Collected data entries:
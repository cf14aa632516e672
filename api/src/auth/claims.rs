pub use services::auth::Claims;

/// Claims of the caller, inserted into request extensions by the guards.
#[derive(Debug, Clone)]
pub struct AuthUser(pub Claims);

* **EXERCISE BRIEF**
Once more, write out the records exactly as they are.

* **YOUR RESPONSE**
repository cf14aa632516e672
filename api/src/auth/claims.rs
pub use services::auth::Claims;

/// Claims of the caller, inserted into request extensions by the guards.
#[derive(Debug, Clone)]
pub struct AuthUser(pub Claims);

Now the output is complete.